**Task instructions**
Once the line containing "pub struct GraphicId(u64);" is found in the entries below, restate it and each following line word for word, stopping after the line containing "pub const CURSOR_GRAB: &str".

**Material provided**
== == ==

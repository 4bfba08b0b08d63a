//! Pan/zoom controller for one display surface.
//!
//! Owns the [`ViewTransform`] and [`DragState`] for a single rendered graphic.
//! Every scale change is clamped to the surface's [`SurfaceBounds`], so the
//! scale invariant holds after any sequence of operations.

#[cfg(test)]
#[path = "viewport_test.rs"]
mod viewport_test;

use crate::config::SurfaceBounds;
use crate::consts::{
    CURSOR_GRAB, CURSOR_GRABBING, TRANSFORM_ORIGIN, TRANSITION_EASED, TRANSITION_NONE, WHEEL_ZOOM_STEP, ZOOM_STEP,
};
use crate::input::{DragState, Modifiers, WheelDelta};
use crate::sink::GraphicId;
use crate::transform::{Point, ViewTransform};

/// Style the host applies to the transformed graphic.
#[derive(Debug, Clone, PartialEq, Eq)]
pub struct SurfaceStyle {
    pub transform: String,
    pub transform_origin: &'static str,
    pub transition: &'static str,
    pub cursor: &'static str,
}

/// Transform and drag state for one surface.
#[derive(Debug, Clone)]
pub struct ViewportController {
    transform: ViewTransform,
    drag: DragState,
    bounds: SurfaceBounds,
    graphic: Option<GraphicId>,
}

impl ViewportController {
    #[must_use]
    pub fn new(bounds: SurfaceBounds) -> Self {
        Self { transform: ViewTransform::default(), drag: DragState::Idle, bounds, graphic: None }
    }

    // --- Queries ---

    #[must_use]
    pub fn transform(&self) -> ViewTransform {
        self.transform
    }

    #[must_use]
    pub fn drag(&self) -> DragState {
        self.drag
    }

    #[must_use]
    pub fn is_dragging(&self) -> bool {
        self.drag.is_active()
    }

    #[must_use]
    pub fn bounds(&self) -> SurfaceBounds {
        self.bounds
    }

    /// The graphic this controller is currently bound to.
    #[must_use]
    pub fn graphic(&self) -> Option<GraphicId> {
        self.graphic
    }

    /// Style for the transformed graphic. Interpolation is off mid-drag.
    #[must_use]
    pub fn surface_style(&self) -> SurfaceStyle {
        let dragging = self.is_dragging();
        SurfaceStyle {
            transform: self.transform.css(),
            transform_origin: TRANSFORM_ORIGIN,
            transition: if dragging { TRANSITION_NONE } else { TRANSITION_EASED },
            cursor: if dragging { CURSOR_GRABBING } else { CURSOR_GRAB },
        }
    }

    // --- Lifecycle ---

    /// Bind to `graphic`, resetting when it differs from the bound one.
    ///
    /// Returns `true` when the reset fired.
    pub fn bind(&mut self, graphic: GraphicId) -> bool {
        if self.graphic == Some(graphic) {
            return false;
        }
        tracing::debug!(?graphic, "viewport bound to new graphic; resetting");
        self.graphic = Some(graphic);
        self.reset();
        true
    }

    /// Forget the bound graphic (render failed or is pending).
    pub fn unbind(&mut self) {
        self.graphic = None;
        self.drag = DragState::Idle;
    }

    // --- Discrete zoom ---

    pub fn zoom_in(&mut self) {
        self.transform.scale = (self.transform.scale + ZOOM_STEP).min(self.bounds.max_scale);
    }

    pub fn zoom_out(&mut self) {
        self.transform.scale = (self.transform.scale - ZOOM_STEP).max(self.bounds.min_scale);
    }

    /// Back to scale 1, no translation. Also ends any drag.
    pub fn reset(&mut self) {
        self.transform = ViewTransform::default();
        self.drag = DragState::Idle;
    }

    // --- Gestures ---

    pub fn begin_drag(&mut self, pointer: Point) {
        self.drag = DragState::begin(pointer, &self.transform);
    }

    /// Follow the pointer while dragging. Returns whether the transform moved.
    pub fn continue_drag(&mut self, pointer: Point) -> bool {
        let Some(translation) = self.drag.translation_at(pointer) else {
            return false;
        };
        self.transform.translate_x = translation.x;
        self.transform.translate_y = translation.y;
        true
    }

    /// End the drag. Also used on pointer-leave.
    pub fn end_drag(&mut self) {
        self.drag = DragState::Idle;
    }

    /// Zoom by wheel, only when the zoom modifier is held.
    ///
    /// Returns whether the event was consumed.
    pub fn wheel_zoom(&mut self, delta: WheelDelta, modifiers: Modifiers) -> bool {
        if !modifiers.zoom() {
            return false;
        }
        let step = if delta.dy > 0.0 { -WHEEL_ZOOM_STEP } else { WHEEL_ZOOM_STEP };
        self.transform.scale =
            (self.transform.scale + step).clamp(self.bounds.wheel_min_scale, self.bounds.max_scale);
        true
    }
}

== == ==

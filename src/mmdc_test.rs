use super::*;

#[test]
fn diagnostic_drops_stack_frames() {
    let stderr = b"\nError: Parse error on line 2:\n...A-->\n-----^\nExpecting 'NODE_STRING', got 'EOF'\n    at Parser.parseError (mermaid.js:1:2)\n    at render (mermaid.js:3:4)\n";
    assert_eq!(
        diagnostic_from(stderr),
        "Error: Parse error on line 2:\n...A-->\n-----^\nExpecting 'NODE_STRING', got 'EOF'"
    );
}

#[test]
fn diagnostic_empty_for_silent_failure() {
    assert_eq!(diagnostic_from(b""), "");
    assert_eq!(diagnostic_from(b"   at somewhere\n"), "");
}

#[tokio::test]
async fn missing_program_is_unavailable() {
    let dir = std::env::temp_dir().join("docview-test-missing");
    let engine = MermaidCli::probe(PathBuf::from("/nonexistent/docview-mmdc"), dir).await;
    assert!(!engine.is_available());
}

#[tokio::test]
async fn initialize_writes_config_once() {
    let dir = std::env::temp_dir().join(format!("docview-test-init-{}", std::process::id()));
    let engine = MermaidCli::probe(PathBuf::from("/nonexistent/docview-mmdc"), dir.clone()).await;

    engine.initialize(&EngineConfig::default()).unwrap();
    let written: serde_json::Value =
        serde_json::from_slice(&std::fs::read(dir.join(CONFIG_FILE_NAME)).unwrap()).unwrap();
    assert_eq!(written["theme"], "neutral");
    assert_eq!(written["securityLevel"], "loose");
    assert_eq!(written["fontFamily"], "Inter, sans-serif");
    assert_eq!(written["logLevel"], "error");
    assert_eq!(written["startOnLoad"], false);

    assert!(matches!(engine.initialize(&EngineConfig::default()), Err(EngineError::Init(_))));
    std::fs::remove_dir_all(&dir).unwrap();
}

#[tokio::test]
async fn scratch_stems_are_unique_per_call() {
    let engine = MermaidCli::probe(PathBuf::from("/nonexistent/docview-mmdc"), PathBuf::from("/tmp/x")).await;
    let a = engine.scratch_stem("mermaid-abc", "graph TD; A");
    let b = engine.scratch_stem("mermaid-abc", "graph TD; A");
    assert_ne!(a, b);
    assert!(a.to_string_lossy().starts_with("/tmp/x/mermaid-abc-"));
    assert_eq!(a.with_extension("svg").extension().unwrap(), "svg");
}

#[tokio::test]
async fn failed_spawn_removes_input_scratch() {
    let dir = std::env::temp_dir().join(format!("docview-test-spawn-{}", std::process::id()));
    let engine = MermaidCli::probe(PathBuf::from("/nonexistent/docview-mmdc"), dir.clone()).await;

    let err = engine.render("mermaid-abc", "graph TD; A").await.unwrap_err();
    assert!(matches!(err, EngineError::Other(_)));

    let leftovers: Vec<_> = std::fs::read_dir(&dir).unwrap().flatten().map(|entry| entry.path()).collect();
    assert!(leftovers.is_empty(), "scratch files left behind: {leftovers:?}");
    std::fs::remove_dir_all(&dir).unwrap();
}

== == ==

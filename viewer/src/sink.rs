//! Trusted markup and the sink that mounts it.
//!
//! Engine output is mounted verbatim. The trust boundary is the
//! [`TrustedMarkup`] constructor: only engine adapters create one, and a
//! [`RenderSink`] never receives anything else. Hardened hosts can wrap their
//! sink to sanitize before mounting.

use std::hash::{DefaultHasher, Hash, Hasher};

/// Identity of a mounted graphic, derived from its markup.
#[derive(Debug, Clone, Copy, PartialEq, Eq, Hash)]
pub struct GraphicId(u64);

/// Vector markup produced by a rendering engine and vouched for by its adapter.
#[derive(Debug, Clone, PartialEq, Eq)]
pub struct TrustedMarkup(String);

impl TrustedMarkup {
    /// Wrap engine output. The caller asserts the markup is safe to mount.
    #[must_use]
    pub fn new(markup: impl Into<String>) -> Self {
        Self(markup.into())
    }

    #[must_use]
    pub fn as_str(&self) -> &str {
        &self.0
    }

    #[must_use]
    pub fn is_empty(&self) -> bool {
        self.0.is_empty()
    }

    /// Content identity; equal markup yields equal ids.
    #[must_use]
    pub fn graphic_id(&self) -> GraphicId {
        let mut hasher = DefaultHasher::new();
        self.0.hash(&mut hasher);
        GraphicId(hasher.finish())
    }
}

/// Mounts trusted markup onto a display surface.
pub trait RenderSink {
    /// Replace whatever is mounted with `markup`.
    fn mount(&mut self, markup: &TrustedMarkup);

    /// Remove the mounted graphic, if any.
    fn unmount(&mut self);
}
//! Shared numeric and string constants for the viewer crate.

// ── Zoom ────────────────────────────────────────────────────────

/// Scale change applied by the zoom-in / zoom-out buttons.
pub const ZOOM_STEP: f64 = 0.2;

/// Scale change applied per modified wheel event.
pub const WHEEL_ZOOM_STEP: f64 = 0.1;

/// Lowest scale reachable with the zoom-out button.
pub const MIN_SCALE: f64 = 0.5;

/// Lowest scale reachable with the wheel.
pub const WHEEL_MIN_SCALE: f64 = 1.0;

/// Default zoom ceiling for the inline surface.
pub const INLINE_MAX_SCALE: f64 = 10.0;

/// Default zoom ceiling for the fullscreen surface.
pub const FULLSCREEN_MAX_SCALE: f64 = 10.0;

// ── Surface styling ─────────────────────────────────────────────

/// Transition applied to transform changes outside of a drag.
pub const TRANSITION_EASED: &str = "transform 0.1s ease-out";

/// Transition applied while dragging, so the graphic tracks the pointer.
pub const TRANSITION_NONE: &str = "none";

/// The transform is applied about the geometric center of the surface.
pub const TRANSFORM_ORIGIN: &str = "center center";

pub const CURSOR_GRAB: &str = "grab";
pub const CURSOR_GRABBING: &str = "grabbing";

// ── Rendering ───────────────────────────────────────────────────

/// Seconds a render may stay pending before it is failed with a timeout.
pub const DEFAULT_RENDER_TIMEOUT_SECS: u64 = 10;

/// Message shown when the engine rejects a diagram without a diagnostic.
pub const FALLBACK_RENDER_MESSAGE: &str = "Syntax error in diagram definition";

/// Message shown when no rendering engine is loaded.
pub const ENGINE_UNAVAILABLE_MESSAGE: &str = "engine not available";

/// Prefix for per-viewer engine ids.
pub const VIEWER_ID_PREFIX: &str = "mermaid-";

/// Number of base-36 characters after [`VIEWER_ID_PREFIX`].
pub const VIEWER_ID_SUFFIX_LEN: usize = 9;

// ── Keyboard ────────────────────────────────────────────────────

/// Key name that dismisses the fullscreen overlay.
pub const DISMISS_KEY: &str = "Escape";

== == ==

**Output below**
pub struct GraphicId(u64);

/// Vector markup produced by a rendering engine and vouched for by its adapter.
#[derive(Debug, Clone, PartialEq, Eq)]
pub struct TrustedMarkup(String);

impl TrustedMarkup {
    /// Wrap engine output. The caller asserts the markup is safe to mount.
    #[must_use]
    pub fn new(markup: impl Into<String>) -> Self {
        Self(markup.into())
    }

    #[must_use]
    pub fn as_str(&self) -> &str {
        &self.0
    }

    #[must_use]
    pub fn is_empty(&self) -> bool {
        self.0.is_empty()
    }

    /// Content identity; equal markup yields equal ids.
    #[must_use]
    pub fn graphic_id(&self) -> GraphicId {
        let mut hasher = DefaultHasher::new();
        self.0.hash(&mut hasher);
        GraphicId(hasher.finish())
    }
}

/// Mounts trusted markup onto a display surface.
pub trait RenderSink {
    /// Replace whatever is mounted with `markup`.
    fn mount(&mut self, markup: &TrustedMarkup);

    /// Remove the mounted graphic, if any.
    fn unmount(&mut self);
}
//! Shared numeric and string constants for the viewer crate.

// ── Zoom ────────────────────────────────────────────────────────

/// Scale change applied by the zoom-in / zoom-out buttons.
pub const ZOOM_STEP: f64 = 0.2;

/// Scale change applied per modified wheel event.
pub const WHEEL_ZOOM_STEP: f64 = 0.1;

/// Lowest scale reachable with the zoom-out button.
pub const MIN_SCALE: f64 = 0.5;

/// Lowest scale reachable with the wheel.
pub const WHEEL_MIN_SCALE: f64 = 1.0;

/// Default zoom ceiling for the inline surface.
pub const INLINE_MAX_SCALE: f64 = 10.0;

/// Default zoom ceiling for the fullscreen surface.
pub const FULLSCREEN_MAX_SCALE: f64 = 10.0;

// ── Surface styling ─────────────────────────────────────────────

/// Transition applied to transform changes outside of a drag.
pub const TRANSITION_EASED: &str = "transform 0.1s ease-out";

/// Transition applied while dragging, so the graphic tracks the pointer.
pub const TRANSITION_NONE: &str = "none";

/// The transform is applied about the geometric center of the surface.
pub const TRANSFORM_ORIGIN: &str = "center center";

pub const CURSOR_GRAB: &str = "grab";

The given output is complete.